● **Information shown**:
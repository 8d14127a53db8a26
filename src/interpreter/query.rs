//! Evaluation of `from` expressions.
//!
//! The semantics are the nested-comprehension reading: the cartesian
//! product of the sources produces one environment per combination of
//! bound rows, the steps transform the environment stream in declared
//! order, and the yield expression maps each surviving environment to an
//! output element. Evaluation materialises every intermediate stage.

use std::collections::BTreeMap;

use log::debug;

use crate::ast::expression::Direction;
use crate::core::Pat;
use crate::error::{CompileError, Error};

use super::code::{apply_value, bind_pat, Code};
use super::env::EvalEnv;
use super::value::Value;

#[derive(Debug)]
pub struct FromCode {
    pub sources: Vec<(Pat, Code)>,
    pub steps: Vec<StepCode>,
    pub yield_code: Code,
}

#[derive(Debug)]
pub enum StepCode {
    Where(Code),
    Group {
        /// Key fields in canonical label order.
        keys: Vec<(String, Code)>,
        /// Aggregate name, function code, per-row argument code.
        aggregates: Vec<(String, Code, Code)>,
    },
    Order(Vec<(Code, Direction)>),
}

pub fn eval_from(from: &FromCode, env: &EvalEnv) -> Result<Value, Error> {
    // Cartesian product. Later sources are evaluated under the bindings of
    // earlier ones; rows whose pattern does not match are filtered out.
    let mut rows = vec![env.clone()];
    for (pat, code) in &from.sources {
        let mut next = Vec::new();
        for row in &rows {
            let list = match code.eval(row)? {
                Value::List(list) => list,
                other => {
                    return Err(Error::Compile(CompileError::Invariant(format!(
                        "from source evaluated to a non-list {:?}",
                        other
                    ))))
                }
            };
            for value in list {
                if let Some(bound) = bind_pat(row, pat, &value) {
                    next.push(bound);
                }
            }
        }
        rows = next;
    }
    debug!("from: {} rows after sources", rows.len());

    for step in &from.steps {
        rows = match step {
            StepCode::Where(code) => {
                let mut kept = Vec::new();
                for row in rows {
                    match code.eval(&row)? {
                        Value::Bool(true) => kept.push(row),
                        Value::Bool(false) => {}
                        other => {
                            return Err(Error::Compile(CompileError::Invariant(format!(
                                "where evaluated to a non-bool {:?}",
                                other
                            ))))
                        }
                    }
                }
                kept
            }

            StepCode::Group { keys, aggregates } => {
                // Partition on the evaluated key tuple. The ordered map
                // makes group output deterministic: ascending by key.
                let mut groups: BTreeMap<Vec<Value>, Vec<EvalEnv>> = BTreeMap::new();
                for row in rows {
                    let key = keys
                        .iter()
                        .map(|(_, code)| code.eval(&row))
                        .collect::<Result<Vec<_>, _>>()?;
                    groups.entry(key).or_default().push(row);
                }
                let mut next = Vec::new();
                for (key, members) in groups {
                    // A group step resets the binding set: group keys and
                    // aggregate results only.
                    let mut out = env.clone();
                    for ((name, _), value) in keys.iter().zip(key) {
                        out = out.bind(name.clone(), value);
                    }
                    for (name, func, argument) in aggregates {
                        let func = func.eval(&out)?;
                        let args = members
                            .iter()
                            .map(|m| argument.eval(m))
                            .collect::<Result<Vec<_>, _>>()?;
                        let value = apply_value(&func, Value::List(args))?;
                        out = out.bind(name.clone(), value);
                    }
                    next.push(out);
                }
                next
            }

            StepCode::Order(items) => {
                let mut decorated = Vec::with_capacity(rows.len());
                for row in rows {
                    let key = items
                        .iter()
                        .map(|(code, _)| code.eval(&row))
                        .collect::<Result<Vec<_>, _>>()?;
                    decorated.push((key, row));
                }
                // Stable sort: ties keep their input order.
                decorated.sort_by(|(a, _), (b, _)| {
                    for (i, (_, direction)) in items.iter().enumerate() {
                        let ord = a[i].compare(&b[i]);
                        let ord = match direction {
                            Direction::Asc => ord,
                            Direction::Desc => ord.reverse(),
                        };
                        if ord != std::cmp::Ordering::Equal {
                            return ord;
                        }
                    }
                    std::cmp::Ordering::Equal
                });
                decorated.into_iter().map(|(_, row)| row).collect()
            }
        };
    }

    let mut out = Vec::with_capacity(rows.len());
    for row in &rows {
        out.push(from.yield_code.eval(row)?);
    }
    Ok(Value::List(out))
}

#[cfg(test)]
mod tests {
    use super::*;
    use crate::core::IdPat;
    use crate::interpreter::builtins::BuiltIn;
    use crate::types::ty::INT;

    fn id_pat(name: &str) -> Pat {
        Pat::Id(IdPat {
            name: name.to_string(),
            ty: INT,
        })
    }

    fn int_list(values: &[i64]) -> Code {
        Code::Constant(Value::List(values.iter().map(|i| Value::Int(*i)).collect()))
    }

    #[test]
    fn test_cartesian_product_order() {
        // from x in [1,2], y in [10,20] yield (x, y)
        let from = FromCode {
            sources: vec![
                (id_pat("x"), int_list(&[1, 2])),
                (id_pat("y"), int_list(&[10, 20])),
            ],
            steps: vec![],
            yield_code: Code::MakeTuple(vec![Code::Get("x".into()), Code::Get("y".into())]),
        };
        let result = eval_from(&from, &EvalEnv::empty()).unwrap();
        let expected = Value::List(vec![
            Value::Tuple(vec![Value::Int(1), Value::Int(10)]),
            Value::Tuple(vec![Value::Int(1), Value::Int(20)]),
            Value::Tuple(vec![Value::Int(2), Value::Int(10)]),
            Value::Tuple(vec![Value::Int(2), Value::Int(20)]),
        ]);
        assert_eq!(result, expected);
    }

    #[test]
    fn test_where_filters() {
        // from x in [1,2,3,4] where x > 2 yield x
        let from = FromCode {
            sources: vec![(id_pat("x"), int_list(&[1, 2, 3, 4]))],
            steps: vec![StepCode::Where(Code::Apply {
                func: Box::new(Code::Constant(Value::BuiltIn(BuiltIn::OpGt))),
                arg: Box::new(Code::MakeTuple(vec![
                    Code::Get("x".into()),
                    Code::Constant(Value::Int(2)),
                ])),
            })],
            yield_code: Code::Get("x".into()),
        };
        let result = eval_from(&from, &EvalEnv::empty()).unwrap();
        assert_eq!(result, Value::List(vec![Value::Int(3), Value::Int(4)]));
    }

    #[test]
    fn test_group_partitions_and_sorts_keys() {
        // from x in [3,1,3,1,1] group x compute c = count yield (x, c)
        let from = FromCode {
            sources: vec![(id_pat("x"), int_list(&[3, 1, 3, 1, 1]))],
            steps: vec![StepCode::Group {
                keys: vec![("x".to_string(), Code::Get("x".into()))],
                aggregates: vec![(
                    "c".to_string(),
                    Code::Constant(Value::BuiltIn(BuiltIn::Count)),
                    Code::Get("x".into()),
                )],
            }],
            yield_code: Code::MakeTuple(vec![Code::Get("x".into()), Code::Get("c".into())]),
        };
        let result = eval_from(&from, &EvalEnv::empty()).unwrap();
        let expected = Value::List(vec![
            Value::Tuple(vec![Value::Int(1), Value::Int(3)]),
            Value::Tuple(vec![Value::Int(3), Value::Int(2)]),
        ]);
        assert_eq!(result, expected);
    }

    #[test]
    fn test_order_descending_and_stability() {
        let from = FromCode {
            sources: vec![(id_pat("x"), int_list(&[2, 1, 3, 1]))],
            steps: vec![StepCode::Order(vec![(
                Code::Get("x".into()),
                Direction::Desc,
            )])],
            yield_code: Code::Get("x".into()),
        };
        let result = eval_from(&from, &EvalEnv::empty()).unwrap();
        assert_eq!(
            result,
            Value::List(vec![
                Value::Int(3),
                Value::Int(2),
                Value::Int(1),
                Value::Int(1)
            ])
        );
    }

    #[test]
    fn test_non_matching_source_rows_are_filtered() {
        // from (x :: xs) in [[1,2],[],[3]] yield x
        use crate::core::{ConPat, TuplePat, CONS_NAME};
        use crate::types::Type;
        let pat = Pat::Con(ConPat {
            name: CONS_NAME.to_string(),
            arg: Box::new(Pat::Tuple(TuplePat {
                args: vec![id_pat("x"), id_pat("xs")],
                ty: Type::Tuple(vec![INT, Type::list(INT)]),
            })),
            ty: Type::list(INT),
        });
        let lists = Code::Constant(Value::List(vec![
            Value::List(vec![Value::Int(1), Value::Int(2)]),
            Value::List(vec![]),
            Value::List(vec![Value::Int(3)]),
        ]));
        let from = FromCode {
            sources: vec![(pat, lists)],
            steps: vec![],
            yield_code: Code::Get("x".into()),
        };
        let result = eval_from(&from, &EvalEnv::empty()).unwrap();
        assert_eq!(result, Value::List(vec![Value::Int(1), Value::Int(3)]));
    }
}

● **Your goal**: Search term "BuiltIn": return each line of the data that contains it.

● **Problem solution**:
    use crate::interpreter::builtins::BuiltIn;
                func: Box::new(Code::Constant(Value::BuiltIn(BuiltIn::OpGt))),
                    Code::Constant(Value::BuiltIn(BuiltIn::Count)),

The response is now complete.